Perf: Add BufferedIoRead for ~28.6% faster from_reader parsing #1294

veecore · 2025-10-29T02:15:16Z

This PR introduces a new, high-performance Read implementation, BufferedIoRead, to significantly speed up deserialization from std::io::Read sources.

The Problem

The current IoRead implementation is a simple byte-by-byte iterator over an io::Read source. Because it operates one byte at a time, it has two major performance drawbacks:

Per-Byte Bookkeeping: It must check for IO errors and update position tracking (line/column) for every single byte processed.
Inability to Optimize: It cannot use SliceRead's powerful, memchr-based optimizations (like skip_to_escape) because it doesn't have a slice to operate on.

This remains true even when a user manually wraps their reader in a std::io::BufReader. IoRead is unaware of the underlying buffer and cannot take advantage of it, so the per-byte overhead remains.

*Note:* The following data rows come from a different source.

mod admin;
mod analytics;
mod api;
mod availability;
mod booking;
mod checkout;
mod content;
mod error;
mod extract;
mod mail;
mod pages;
mod state;
mod store;

use anyhow::Context;
use axum::{Router, http::StatusCode, routing::get};
use clap::Parser;
use state::{AdminCredentials, AppState};
use std::{net::SocketAddr, path::PathBuf, sync::Arc};
use tower_http::catch_panic::CatchPanicLayer;
use tower_http::trace::TraceLayer;
use tracing_subscriber::{EnvFilter, layer::SubscriberExt, util::SubscriberInitExt};

#[derive(Parser, Debug)]
#[command(name = "campervan-site", about = "Campervan rental site and admin API")]
struct Args {
    /// Port to listen on
    #[arg(short, long, env = "PORT", default_value = "3000")]
    port: u16,

    /// Host address to bind to
    #[arg(long, env = "HOST", default_value = "0.0.0.0")]
    host: String,

    /// Directory holding config.json, messages.json and stats.json.
    #[arg(long, env = "DATA_DIR", default_value = "data")]
    data_dir: PathBuf,

    /// Directory holding the HTML pages and static assets.
    #[arg(long, env = "STATIC_ROOT", default_value = "static")]
    static_root: PathBuf,

    /// Public origin for payment return URLs (e.g. "https://example.com").
    /// If unset, the request's Host header is used.
    #[arg(long, env = "BASE_URL")]
    base_url: Option<String>,

    /// Admin username. If unset, admin login is disabled.
    #[arg(long, env = "ADMIN_USERNAME")]
    admin_username: Option<String>,

    /// Admin password. If unset, admin login is disabled.
    #[arg(long, env = "ADMIN_PASSWORD")]
    admin_password: Option<String>,

    /// IP geolocation service queried as `{base}/{ip}/json/`.
    #[arg(long, env = "GEO_API_BASE", default_value = "https://ipapi.co")]
    geo_api_base: String,

    /// Payment provider API origin.
    #[arg(long, env = "STRIPE_API_BASE", default_value = "https://api.stripe.com")]
    stripe_api_base: String,

    /// Name used to sign customer emails.
    #[arg(long, env = "SITE_NAME", default_value = "Campervan Rentals")]
    site_name: String,
}

#[tokio::main]
async fn main() -> anyhow::Result<()> {
    tracing_subscriber::registry()
        .with(
            EnvFilter::try_from_default_env()
                .unwrap_or_else(|_| "campervan_site=info,tower_http=info".into()),
        )
        .with(tracing_subscriber::fmt::layer())
        .init();

    // Load .env file if present (silently ignored if absent).
    dotenvy::dotenv().ok();

    let args = Args::parse();

    tokio::fs::create_dir_all(&args.data_dir)
        .await
        .with_context(|| format!("Cannot create data dir {}", args.data_dir.display()))?;
    tracing::info!("data dir: {}", args.data_dir.display());

    tracing::info!("static root: {}", args.static_root.display());
    if !args.static_root.exists() {
        tracing::warn!("static root does not exist yet: {}", args.static_root.display());
    }

    // Resolve symlinks in the static root for containment checks at request
    // time. Falls back to the lexical path if the directory doesn't exist yet.
    let canonical_root = tokio::fs::canonicalize(&args.static_root)
        .await
        .unwrap_or_else(|_| args.static_root.clone());

    let admin = match (args.admin_username, args.admin_password) {
        (Some(u), Some(p)) if !u.is_empty() && !p.is_empty() => {
            tracing::info!("Admin login enabled");
            Some(AdminCredentials::new(u, p))
        }
        _ => {
            tracing::info!("Admin login disabled (ADMIN_USERNAME/ADMIN_PASSWORD not set)");
            None
        }
    };

    let http = reqwest::Client::builder()
        .user_agent(concat!("campervan-site/", env!("CARGO_PKG_VERSION")))
        .build()
        .context("Cannot build HTTP client")?;

    let state = AppState {
        stores: store::Stores::open(&args.data_dir),
        images: content::ImageStore::new(&args.static_root),
        static_root: args.static_root,
        canonical_root,
        admin,
        mailer: Arc::new(mail::SmtpMailer),
        geo: analytics::GeoLocator::new(http.clone(), args.geo_api_base),
        checkout: checkout::Checkout::new(http.clone(), args.stripe_api_base),
        http,
        base_url: args.base_url,
        site_name: args.site_name,
    };

    let app = build_router(state);

    let addr = format!("{}:{}", args.host, args.port);
    let listener = tokio::net::TcpListener::bind(&addr)
        .await
        .with_context(|| format!("Cannot bind to {addr}"))?;

    tracing::info!("Listening on http://{addr}");
    axum::serve(
        listener,
        app.into_make_service_with_connect_info::<SocketAddr>(),
    )
    .with_graceful_shutdown(shutdown_signal())
    .await
    .context("Server error")?;

    Ok(())
}

fn build_router(state: AppState) -> Router {
    // CatchPanicLayer is outermost so it recovers from panics anywhere in the stack.
    Router::new()
        .route("/healthz", get(|| async { StatusCode::OK }))
        .merge(pages::router())
        .merge(api::router())
        .merge(admin::router())
        .with_state(state)
        .layer(TraceLayer::new_for_http())
        .layer(CatchPanicLayer::new())
}

async fn shutdown_signal() {
    #[cfg(unix)]
    {
        use tokio::signal::unix::{SignalKind, signal};
        match signal(SignalKind::terminate()) {
            Ok(mut sigterm) => {
                tokio::select! {
                    result = tokio::signal::ctrl_c() => {
                        if let Err(e) = result { tracing::error!("ctrl-c error: {}", e); }
                    }
                    _ = sigterm.recv() => {
                        tracing::info!("Received SIGTERM");
                    }
                }
            }
            Err(e) => {
                tracing::error!("Cannot register SIGTERM handler: {}", e);
                tokio::signal::ctrl_c().await.ok();
            }
        }
    }
    #[cfg(not(unix))]
    {
        tokio::signal::ctrl_c().await.ok();
    }
    tracing::info!("Shutting down gracefully");
}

The Solution: `BufferedIoRead`

This new implementation, BufferedIoRead<R, B>, wraps an io::Read source and uses an internal buffer (generic over AsMut<[u8]>).

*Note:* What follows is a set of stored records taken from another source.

//! Outbound adapters implementing domain ports.
//!
//! - **memory**: process-local stores used for development and tests
//! - **token**: bearer token signature verification
//! - **aws**: S3, DynamoDB and SNS clients (feature `aws`)
//!
//! Adapters translate between domain types and infrastructure
//! representations. They contain no business logic.

#[cfg(feature = "aws")]
pub mod aws;
pub mod memory;
pub mod token;
//! Hotel API handlers.
//!
//! ```text
//! POST /api/v1/hotels      multipart/form-data (hotelName, hotelRating, hotelCity,
//!                          hotelPrice, userId, idToken, file)
//! OPTIONS /api/v1/hotels   CORS preflight
//! ```

use actix_web::{HttpRequest, HttpResponse, post, route, web};
use serde_json::json;

use crate::inbound::http::ApiResult;
use crate::inbound::http::multipart::MultipartIngestor;
use crate::inbound::http::schemas::{EmptyResponseSchema, ErrorSchema, HotelFormSchema};
use crate::inbound::http::state::HttpState;

/// Create a hotel listing from a multipart submission.
///
/// The caller must present an `idToken` whose `cognito:groups` claim contains
/// `Admin`. The attached image is stored under its file name before the
/// record is written; a creation event is then published on a best-effort
/// basis.
#[utoipa::path(
    post,
    path = "/api/v1/hotels",
    request_body(content = HotelFormSchema, content_type = "multipart/form-data"),
    responses(
        (status = 200, description = "Hotel created", body = EmptyResponseSchema),
        (status = 400, description = "Malformed form or invalid field", body = ErrorSchema),
        (status = 401, description = "Missing, invalid, or non-admin token", body = ErrorSchema),
        (status = 502, description = "Object store or record store failure", body = ErrorSchema),
        (status = 504, description = "Object store or record store timed out", body = ErrorSchema),
        (status = 500, description = "Internal server error", body = ErrorSchema)
    ),
    tags = ["hotels"],
    operation_id = "createHotel"
)]
#[post("/hotels")]
pub async fn create_hotel(
    state: web::Data<HttpState>,
    req: HttpRequest,
    payload: web::Payload,
) -> ApiResult<HttpResponse> {
    let ingestor = state.ingestor;
    let boundary = MultipartIngestor::boundary(req.headers())?;
    let body = ingestor.collect(payload).await?;
    let body = MultipartIngestor::decode_transfer_encoding(req.headers(), body)?;
    let form = ingestor.ingest(body, &boundary).await?;

    state.hotels.create(form.into_request()).await?;
    Ok(HttpResponse::Ok().json(json!({})))
}

/// Answer CORS preflight requests for the hotel endpoint.
#[utoipa::path(
    options,
    path = "/api/v1/hotels",
    responses((status = 200, description = "Preflight accepted")),
    tags = ["hotels"],
    operation_id = "preflightHotels"
)]
#[route("/hotels", method = "OPTIONS")]
pub async fn preflight() -> HttpResponse {
    HttpResponse::Ok().finish()
}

Its core optimization is simple but powerful: it creates a temporary SliceRead over its internal buffer.

This allows the deserializer to use the hyper-optimized SliceRead paths (like skip_to_escape) for large chunks of data at a time. The per-byte bookkeeping logic is now deferred and runs only once per buffer refill, rather than once per byte.

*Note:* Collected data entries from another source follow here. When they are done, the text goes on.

//! Bearer token claims and the per-request authorisation context.
//!
//! Decoding reads the payload segment of a compact JWT without checking its
//! signature. Callers must run the token through a
//! [`TokenVerifier`](crate::domain::ports::TokenVerifier) first; the claims
//! are identity assertions only once that check has passed.

use base64::Engine as _;
use base64::engine::general_purpose::URL_SAFE_NO_PAD;
use serde::Deserialize;
use thiserror::Error;

/// Group whose members may create hotel listings.
pub const ADMIN_GROUP: &str = "Admin";

/// Structural failures while decoding a token.
#[derive(Debug, Clone, PartialEq, Eq, Error)]
pub enum TokenDecodeError {
    /// The token is not three dot-separated segments.
    #[error("token must contain three dot-separated segments")]
    Structure,
    /// The payload segment is not base64url.
    #[error("token payload is not valid base64url")]
    Encoding,
    /// The payload is not a JSON claims object.
    #[error("token payload is not a valid claims object: {message}")]
    Claims { message: String },
}

#[derive(Debug, Deserialize)]
#[serde(untagged)]
enum GroupsClaim {
    Many(Vec<String>),
    One(String),
}

#[derive(Debug, Deserialize)]
struct RawClaims {
    #[serde(default)]
    sub: Option<String>,
    #[serde(rename = "cognito:groups", default)]
    groups: Option<GroupsClaim>,
    #[serde(default)]
    exp: Option<i64>,
}

/// Claims read from a token payload.
#[derive(Debug, Clone, PartialEq, Eq, Default)]
pub struct TokenClaims {
    subject: Option<String>,
    groups: Vec<String>,
    expires_at: Option<i64>,
}

impl TokenClaims {
    /// Decode the payload segment of a compact token.
    ///
    /// `cognito:groups` may be an array, a single string, or absent.
    ///
    /// # Examples
    /// ```
    /// use base64::Engine as _;
    /// use base64::engine::general_purpose::URL_SAFE_NO_PAD;
    /// use hotel_admin::domain::TokenClaims;
    ///
    /// let payload = URL_SAFE_NO_PAD.encode(r#"{"sub":"u1","cognito:groups":["Admin"]}"#);
    /// let claims = TokenClaims::decode(&format!("e30.{payload}.sig")).expect("decodes");
    /// assert_eq!(claims.subject(), Some("u1"));
    /// assert_eq!(claims.groups(), ["Admin"]);
    /// ```
    pub fn decode(token: &str) -> Result<Self, TokenDecodeError> {
        let mut segments = token.trim().split('.');
        let (Some(_header), Some(payload), Some(_signature), None) = (
            segments.next(),
            segments.next(),
            segments.next(),
            segments.next(),
        ) else {
            return Err(TokenDecodeError::Structure);
        };

        // Some issuers pad their segments; the URL-safe alphabet is still required.
        let bytes = URL_SAFE_NO_PAD
            .decode(payload.trim_end_matches('='))
            .map_err(|_| TokenDecodeError::Encoding)?;
        let raw: RawClaims =
            serde_json::from_slice(&bytes).map_err(|err| TokenDecodeError::Claims {
                message: err.to_string(),
            })?;

        let groups = match raw.groups {
            Some(GroupsClaim::Many(groups)) => groups,
            Some(GroupsClaim::One(group)) => vec![group],
            None => Vec::new(),
        };
        Ok(Self {
            subject: raw.sub.filter(|sub| !sub.trim().is_empty()),
            groups,
            expires_at: raw.exp,
        })
    }

    /// The `sub` claim, when present and non-blank.
    #[must_use]
    pub fn subject(&self) -> Option<&str> {
        self.subject.as_deref()
    }

    /// Groups listed in `cognito:groups`.
    #[must_use]
    pub fn groups(&self) -> &[String] {
        &self.groups
    }

    /// The `exp` claim as seconds since the Unix epoch.
    #[must_use]
    pub fn expires_at(&self) -> Option<i64> {
        self.expires_at
    }
}

/// Reasons an authorisation check fails.
#[derive(Debug, Clone, PartialEq, Eq, Error)]
pub enum AuthorizationError {
    /// The token carries no subject.
    #[error("token has no subject")]
    MissingSubject,
    /// The caller is not a member of the required group.
    #[error("caller is not a member of the {group} group")]
    MissingGroup { group: String },
    /// The submitted user identifier differs from the token subject.
    #[error("submitted userId does not match the token subject")]
    SubjectMismatch,
}

/// Request-scoped identity derived from verified claims.
#[derive(Debug, Clone, PartialEq, Eq)]
pub struct AuthorizationContext {
    subject: String,
    groups: Vec<String>,
}

impl AuthorizationContext {
    /// Build a context from claims, requiring a subject.
    pub fn from_claims(claims: TokenClaims) -> Result<Self, AuthorizationError> {
        let TokenClaims {
            subject, groups, ..
        } = claims;
        let subject = subject.ok_or(AuthorizationError::MissingSubject)?;
        Ok(Self { subject, groups })
    }

    /// Authenticated caller.
    #[must_use]
    pub fn subject(&self) -> &str {
        &self.subject
    }

    /// Whether the caller belongs to `group` (case-sensitive).
    #[must_use]
    pub fn is_member_of(&self, group: &str) -> bool {
        self.groups.iter().any(|candidate| candidate == group)
    }

    /// Fail unless the caller belongs to `group`.
    pub fn require_group(&self, group: &str) -> Result<(), AuthorizationError> {
        if self.is_member_of(group) {
            Ok(())
        } else {
            Err(AuthorizationError::MissingGroup {
                group: group.to_owned(),
            })
        }
    }

    /// Fail unless the submitted user identifier is the token subject.
    pub fn require_subject(&self, submitted: &str) -> Result<(), AuthorizationError> {
        if submitted == self.subject {
            Ok(())
        } else {
            Err(AuthorizationError::SubjectMismatch)
        }
    }
}

#[cfg(test)]
mod tests {
    use super::*;
    use rstest::rstest;

    fn token(payload: &str) -> String {
        format!("e30.{}.c2ln", URL_SAFE_NO_PAD.encode(payload))
    }

    #[rstest]
    #[case(r#"{"sub":"u1","cognito:groups":["Admin","Ops"]}"#, &["Admin", "Ops"])]
    #[case(r#"{"sub":"u1","cognito:groups":"Admin"}"#, &["Admin"])]
    #[case(r#"{"sub":"u1"}"#, &[])]
    fn decode_reads_groups_in_every_shape(#[case] payload: &str, #[case] expected: &[&str]) {
        let claims = TokenClaims::decode(&token(payload)).expect("decodes");
        assert_eq!(claims.groups(), expected);
        assert_eq!(claims.subject(), Some("u1"));
    }

    #[rstest]
    #[case("only-one-segment")]
    #[case("two.segments")]
    #[case("a.b.c.d")]
    fn decode_rejects_wrong_segment_count(#[case] raw: &str) {
        assert_eq!(TokenClaims::decode(raw), Err(TokenDecodeError::Structure));
    }

    #[rstest]
    fn decode_rejects_non_base64_payload() {
        assert_eq!(
            TokenClaims::decode("e30.***.sig"),
            Err(TokenDecodeError::Encoding)
        );
    }

    #[rstest]
    fn decode_rejects_non_object_payload() {
        let err = TokenClaims::decode(&token("[1,2]")).expect_err("array payload");
        assert!(matches!(err, TokenDecodeError::Claims { .. }));
    }

    #[rstest]
    fn decode_accepts_padded_payload() {
        let padded = base64::engine::general_purpose::URL_SAFE.encode(r#"{"sub":"u"}"#);
        let claims = TokenClaims::decode(&format!("e30.{padded}.sig")).expect("decodes");
        assert_eq!(claims.subject(), Some("u"));
    }

    #[rstest]
    fn blank_subject_is_treated_as_missing() {
        let claims = TokenClaims::decode(&token(r#"{"sub":"  "}"#)).expect("decodes");
        assert_eq!(
            AuthorizationContext::from_claims(claims),
            Err(AuthorizationError::MissingSubject)
        );
    }

    #[rstest]
    #[case(r#"{"sub":"u1","cognito:groups":["admin"]}"#)]
    #[case(r#"{"sub":"u1","cognito:groups":[]}"#)]
    #[case(r#"{"sub":"u1"}"#)]
    fn require_group_rejects_non_members(#[case] payload: &str) {
        let claims = TokenClaims::decode(&token(payload)).expect("decodes");
        let context = AuthorizationContext::from_claims(claims).expect("subject present");
        assert!(matches!(
            context.require_group(ADMIN_GROUP),
            Err(AuthorizationError::MissingGroup { .. })
        ));
    }

    #[rstest]
    fn require_subject_compares_exactly() {
        let claims = TokenClaims::decode(&token(r#"{"sub":"u1"}"#)).expect("decodes");
        let context = AuthorizationContext::from_claims(claims).expect("subject present");
        assert_eq!(context.require_subject("u1"), Ok(()));
        assert_eq!(
            context.require_subject("U1"),
            Err(AuthorizationError::SubjectMismatch)
        );
    }
}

The implementation intelligently handles all parsing logic (including strings, escape sequences, and raw_value) across buffer boundaries, ensuring correctness while maximizing performance.

Performance Benchmarks

The results speak for themselves. Benchmarking against the canada.json (2.2MB) file shows a ~28.6% speedup for streaming deserialization compared to the current from_reader + BufReader approach.

BufferedIoRead closes a significant portion of the gap between streaming parsing (from_reader) and non-streaming parsing (from_slice).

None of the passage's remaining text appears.